## [What you have to do]
From the entries below, gather each line containing the word "ViewNotFound".

## [Supplied information]
+ + +

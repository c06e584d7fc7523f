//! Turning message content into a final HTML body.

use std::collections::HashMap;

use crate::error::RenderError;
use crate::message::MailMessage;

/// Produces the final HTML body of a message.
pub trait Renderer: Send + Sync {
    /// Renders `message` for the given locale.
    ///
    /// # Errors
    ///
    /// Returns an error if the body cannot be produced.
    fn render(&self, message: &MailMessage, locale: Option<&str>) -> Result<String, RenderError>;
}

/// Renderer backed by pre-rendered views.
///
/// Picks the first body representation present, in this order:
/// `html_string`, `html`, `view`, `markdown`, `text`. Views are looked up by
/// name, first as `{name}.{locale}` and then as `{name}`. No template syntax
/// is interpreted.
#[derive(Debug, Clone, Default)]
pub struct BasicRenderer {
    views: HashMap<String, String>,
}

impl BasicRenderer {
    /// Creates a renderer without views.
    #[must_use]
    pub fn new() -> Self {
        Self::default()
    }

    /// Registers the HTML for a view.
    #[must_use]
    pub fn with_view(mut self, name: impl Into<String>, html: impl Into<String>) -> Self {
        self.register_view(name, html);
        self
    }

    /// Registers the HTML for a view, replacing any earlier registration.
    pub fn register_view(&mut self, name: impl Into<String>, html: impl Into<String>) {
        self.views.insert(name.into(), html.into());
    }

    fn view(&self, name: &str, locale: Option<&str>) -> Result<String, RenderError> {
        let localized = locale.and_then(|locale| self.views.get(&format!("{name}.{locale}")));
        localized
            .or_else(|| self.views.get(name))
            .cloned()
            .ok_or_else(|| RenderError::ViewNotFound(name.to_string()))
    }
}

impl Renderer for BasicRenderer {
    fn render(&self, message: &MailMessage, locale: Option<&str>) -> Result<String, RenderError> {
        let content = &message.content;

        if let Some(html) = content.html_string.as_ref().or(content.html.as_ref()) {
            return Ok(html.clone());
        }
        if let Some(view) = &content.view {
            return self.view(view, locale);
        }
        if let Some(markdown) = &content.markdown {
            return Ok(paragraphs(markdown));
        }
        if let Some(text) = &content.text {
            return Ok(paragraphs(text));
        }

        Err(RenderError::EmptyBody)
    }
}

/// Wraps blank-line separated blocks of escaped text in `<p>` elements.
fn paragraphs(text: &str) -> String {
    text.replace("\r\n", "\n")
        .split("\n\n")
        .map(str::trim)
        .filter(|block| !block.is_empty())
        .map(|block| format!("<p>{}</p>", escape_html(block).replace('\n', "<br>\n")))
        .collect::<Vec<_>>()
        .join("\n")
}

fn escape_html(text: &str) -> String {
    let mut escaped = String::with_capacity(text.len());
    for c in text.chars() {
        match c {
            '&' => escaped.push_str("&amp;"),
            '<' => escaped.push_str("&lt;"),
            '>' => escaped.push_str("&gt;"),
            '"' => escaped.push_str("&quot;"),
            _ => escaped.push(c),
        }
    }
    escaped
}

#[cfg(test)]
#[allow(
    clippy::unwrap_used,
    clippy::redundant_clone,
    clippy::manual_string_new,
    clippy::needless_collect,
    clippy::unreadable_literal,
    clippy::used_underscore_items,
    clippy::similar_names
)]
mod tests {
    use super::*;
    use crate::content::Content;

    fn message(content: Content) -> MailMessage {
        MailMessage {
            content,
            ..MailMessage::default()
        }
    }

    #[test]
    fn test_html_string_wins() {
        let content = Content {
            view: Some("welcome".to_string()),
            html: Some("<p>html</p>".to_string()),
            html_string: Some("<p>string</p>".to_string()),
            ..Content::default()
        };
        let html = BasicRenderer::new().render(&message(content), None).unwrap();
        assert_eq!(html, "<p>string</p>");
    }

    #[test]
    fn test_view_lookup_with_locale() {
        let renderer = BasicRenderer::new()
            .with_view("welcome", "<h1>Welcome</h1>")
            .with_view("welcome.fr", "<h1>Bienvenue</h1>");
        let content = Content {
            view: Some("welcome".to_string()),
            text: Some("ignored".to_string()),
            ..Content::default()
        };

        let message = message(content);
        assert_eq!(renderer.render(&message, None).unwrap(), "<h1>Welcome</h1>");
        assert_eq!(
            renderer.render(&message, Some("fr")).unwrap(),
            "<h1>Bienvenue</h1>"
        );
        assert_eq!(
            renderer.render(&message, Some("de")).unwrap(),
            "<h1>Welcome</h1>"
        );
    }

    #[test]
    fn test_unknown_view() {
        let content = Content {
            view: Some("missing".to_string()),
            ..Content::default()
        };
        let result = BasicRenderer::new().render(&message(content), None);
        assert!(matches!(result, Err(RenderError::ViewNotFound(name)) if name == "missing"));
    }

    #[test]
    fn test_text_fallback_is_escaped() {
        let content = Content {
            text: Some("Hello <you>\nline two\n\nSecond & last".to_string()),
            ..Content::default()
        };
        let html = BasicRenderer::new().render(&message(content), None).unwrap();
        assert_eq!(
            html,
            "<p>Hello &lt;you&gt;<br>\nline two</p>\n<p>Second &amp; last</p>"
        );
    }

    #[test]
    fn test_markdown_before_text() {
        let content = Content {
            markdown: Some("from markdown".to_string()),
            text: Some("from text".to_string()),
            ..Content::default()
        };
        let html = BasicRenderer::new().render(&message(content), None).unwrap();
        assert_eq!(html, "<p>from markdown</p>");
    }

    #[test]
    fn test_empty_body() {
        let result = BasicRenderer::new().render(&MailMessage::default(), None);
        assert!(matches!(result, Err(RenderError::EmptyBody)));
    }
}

+ + +

## [Response to the exercise]
            .ok_or_else(|| RenderError::ViewNotFound(name.to_string()))
        assert!(matches!(result, Err(RenderError::ViewNotFound(name)) if name == "missing"));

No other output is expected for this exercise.